As technology has changed, batteries have too. This permitted Energizer to expand into rechargeable batteries, lithium-based batteries and batteries that fit all kinds of consumer products. Where consumer products lead, Energizer follows. The company waits for others to innovate, then adapts its operation to create a battery for it.
Recently, however, Energizer saw fit to expand its business into other consumer products via acquisition. Normally, I’m not a fan of growth via acquisition. However, if a global brand name acquires other brand names, it begins to take on the appearance of a holding company.
This can reap big rewards for investors. Companies like Liberty Media (Nasdaq: LINTA) are a perfect example. Liberty’s captured businesses are strong brand names and generate huge cash flow. Energizer decided to head in this direction and the move has jump-started the company’s growth prospects. A few recent brand purchases include Schick, Edge, and Skintimate in the wet shave arena. Skin care products have been scooped up also, namely Banana Boat and Hawaiian Tropic suntan lotion as well as the Playtex brand. And if you own a diaper genie for your little one, you may not realize that Energizer is the parent company.

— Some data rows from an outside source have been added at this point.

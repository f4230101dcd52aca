//! Wire value envelope
//!
//! Every backing-store entry written by the cache carries its logical time
//! and a presence flag ahead of the payload:
//!
//! ```text
//! [8 bytes big-endian i64 logical time][1 byte flag: 1=present, 0=deleted][payload]
//! ```
//!
//! A zero-length entry means the record was physically purged, which is
//! distinct from the 9+ byte tombstone form.

use crate::error::{Error, Result};
use crate::types::LogicalTime;
use bytes::{Buf, BufMut, Bytes, BytesMut};

/// Size of the envelope header
pub const HEADER_LEN: usize = 9;

const FLAG_DELETED: u8 = 0;
const FLAG_PRESENT: u8 = 1;

/// Decoded backing-store record
#[derive(Clone, Debug, PartialEq, Eq)]
pub struct WireRecord {
    /// Logical time of the write
    pub time: LogicalTime,
    /// Whether a value is present (false = tombstone)
    pub present: bool,
    /// Payload (empty for tombstones)
    pub payload: Bytes,
}

impl WireRecord {
    /// Record carrying a value
    #[must_use]
    pub const fn present(time: LogicalTime, payload: Bytes) -> Self {
        Self {
            time,
            present: true,
            payload,
        }
    }

    /// Tombstone record
    #[must_use]
    pub const fn tombstone(time: LogicalTime) -> Self {
        Self {
            time,
            present: false,
            payload: Bytes::new(),
        }
    }

    /// Encode into the wire layout
    #[must_use]
    pub fn encode(&self) -> Bytes {
        let mut buf = BytesMut::with_capacity(HEADER_LEN + self.payload.len());
        buf.put_i64(self.time);
        buf.put_u8(if self.present { FLAG_PRESENT } else { FLAG_DELETED });
        buf.put_slice(&self.payload);
        buf.freeze()
    }

    /// Decode a backing-store entry. `Ok(None)` means physically purged.
    pub fn decode(raw: &[u8]) -> Result<Option<Self>> {
        if raw.is_empty() {
            return Ok(None);
        }
        if raw.len() < HEADER_LEN {
            return Err(Error::CorruptEnvelope(raw.len()));
        }

        let mut header = &raw[..HEADER_LEN];
        let time = header.get_i64();
        let present = match header.get_u8() {
            FLAG_PRESENT => true,
            FLAG_DELETED => false,
            _ => return Err(Error::CorruptEnvelope(raw.len())),
        };

        Ok(Some(Self {
            time,
            present,
            payload: Bytes::copy_from_slice(&raw[HEADER_LEN..]),
        }))
    }
}

#[cfg(test)]
mod tests {
    use super::*;

    #[test]
    fn test_envelope_empty_payload_roundtrip() {
        let record = WireRecord::present(1_700_000_000_000, Bytes::new());
        let encoded = record.encode();
        assert_eq!(encoded.len(), HEADER_LEN);

        let decoded = WireRecord::decode(&encoded).unwrap().unwrap();
        assert_eq!(decoded.time, 1_700_000_000_000);
        assert!(decoded.present);
        assert!(decoded.payload.is_empty());
    }

    #[test]
    fn test_envelope_layout() {
        let encoded = WireRecord::present(0x0102, Bytes::from_static(b"xy")).encode();
        assert_eq!(&encoded[..], &[0, 0, 0, 0, 0, 0, 1, 2, 1, b'x', b'y']);

        let tomb = WireRecord::tombstone(-5).encode();
        assert_eq!(tomb[8], 0);
        let decoded = WireRecord::decode(&tomb).unwrap().unwrap();
        assert_eq!(decoded.time, -5);
        assert!(!decoded.present);
    }

    #[test]
    fn test_envelope_purged_and_corrupt() {
        assert_eq!(WireRecord::decode(&[]).unwrap(), None);
        assert!(matches!(
            WireRecord::decode(&[1, 2, 3]),
            Err(Error::CorruptEnvelope(3))
        ));

        let mut bad = WireRecord::present(1, Bytes::new()).encode().to_vec();
        bad[8] = 7;
        assert!(WireRecord::decode(&bad).is_err());
    }
}
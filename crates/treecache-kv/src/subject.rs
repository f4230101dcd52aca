//! Subject addressing and wildcard matching
//!
//! Subjects are dot-separated tokens. In patterns, `*` matches exactly one
//! token and `>` matches one or more trailing tokens; `>` is only legal as
//! the last token, and `a.>` never matches `a` itself.

use crate::error::{KvError, KvResult};

const SEPARATOR: char = '.';
const SINGLE: &str = "*";
const FULL: &str = ">";

fn check_tokens(s: &str, allow_wildcards: bool) -> KvResult<()> {
    if s.is_empty() {
        return Err(KvError::InvalidSubject(s.to_string()));
    }
    let mut tokens = s.split(SEPARATOR).peekable();
    while let Some(token) = tokens.next() {
        if token.is_empty() || token.chars().any(char::is_whitespace) {
            return Err(KvError::InvalidSubject(s.to_string()));
        }
        let is_wildcard = token == SINGLE || token == FULL;
        if is_wildcard && !allow_wildcards {
            return Err(KvError::InvalidSubject(s.to_string()));
        }
        if !is_wildcard && (token.contains('*') || token.contains('>')) {
            return Err(KvError::InvalidSubject(s.to_string()));
        }
        if token == FULL && tokens.peek().is_some() {
            return Err(KvError::InvalidSubject(s.to_string()));
        }
    }
    Ok(())
}

/// Validate a literal subject (no wildcards)
pub fn validate_subject(subject: &str) -> KvResult<()> {
    check_tokens(subject, false)
}

/// Validate a wildcard pattern
pub fn validate_pattern(pattern: &str) -> KvResult<()> {
    check_tokens(pattern, true)
}

/// Check whether `subject` matches `pattern`
#[must_use]
pub fn subject_matches(pattern: &str, subject: &str) -> bool {
    let mut p = pattern.split(SEPARATOR);
    let mut s = subject.split(SEPARATOR);
    loop {
        match (p.next(), s.next()) {
            (Some(FULL), Some(_)) => return true,
            (Some(SINGLE), Some(_)) => {}
            (Some(pt), Some(st)) if pt == st => {}
            (None, None) => return true,
            _ => return false,
        }
    }
}

/// Literal prefix of a pattern up to the first wildcard token, including
/// the trailing separator. Used to narrow ordered scans.
#[must_use]
pub fn literal_prefix(pattern: &str) -> String {
    let mut prefix = String::new();
    for token in pattern.split(SEPARATOR) {
        if token == SINGLE || token == FULL {
            return prefix;
        }
        prefix.push_str(token);
        prefix.push(SEPARATOR);
    }
    // fully literal pattern: the exact subject
    prefix.pop();
    prefix
}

Investors should ask what kind of risks Energizer faces going forward. It is a retail company, and that generally means bad news in a recession. However, Energizer also launched its own shaving line this year, and expectations are for it to generate between $75 million and $100 million this year alone. Even without much contribution from this new product, second quarter earnings leapt +15%. That’s fantastic for a retail company in this environment.
Setting this aside, investors want to make sure that a defensive name like this is in fact a safe harbor by checking on company financials. At first glance, the $1.7 billion in net debt may be unsettling. However, trailing twelve month earnings are more than $300 million after debt service. During this same period, Energizer generated a whopping $525 million in free cash flow. That makes $1.7 billon in debt look positively small by comparison.
Insiders own 7% of the company and mutual funds own upwards of 30% of the shares outstanding, which suggests that fund managers see Energizer as a defensive play at the very least.
Action to Take —-> Energizer is a stalwart-growth hybrid. Its expected growth rate of +8% going forward reflects this. Given that the stock trades at nine times next year’s earnings, this means you can jump in today and expect a solid return. That makes Energizer a great core holding, particularly in a tough market.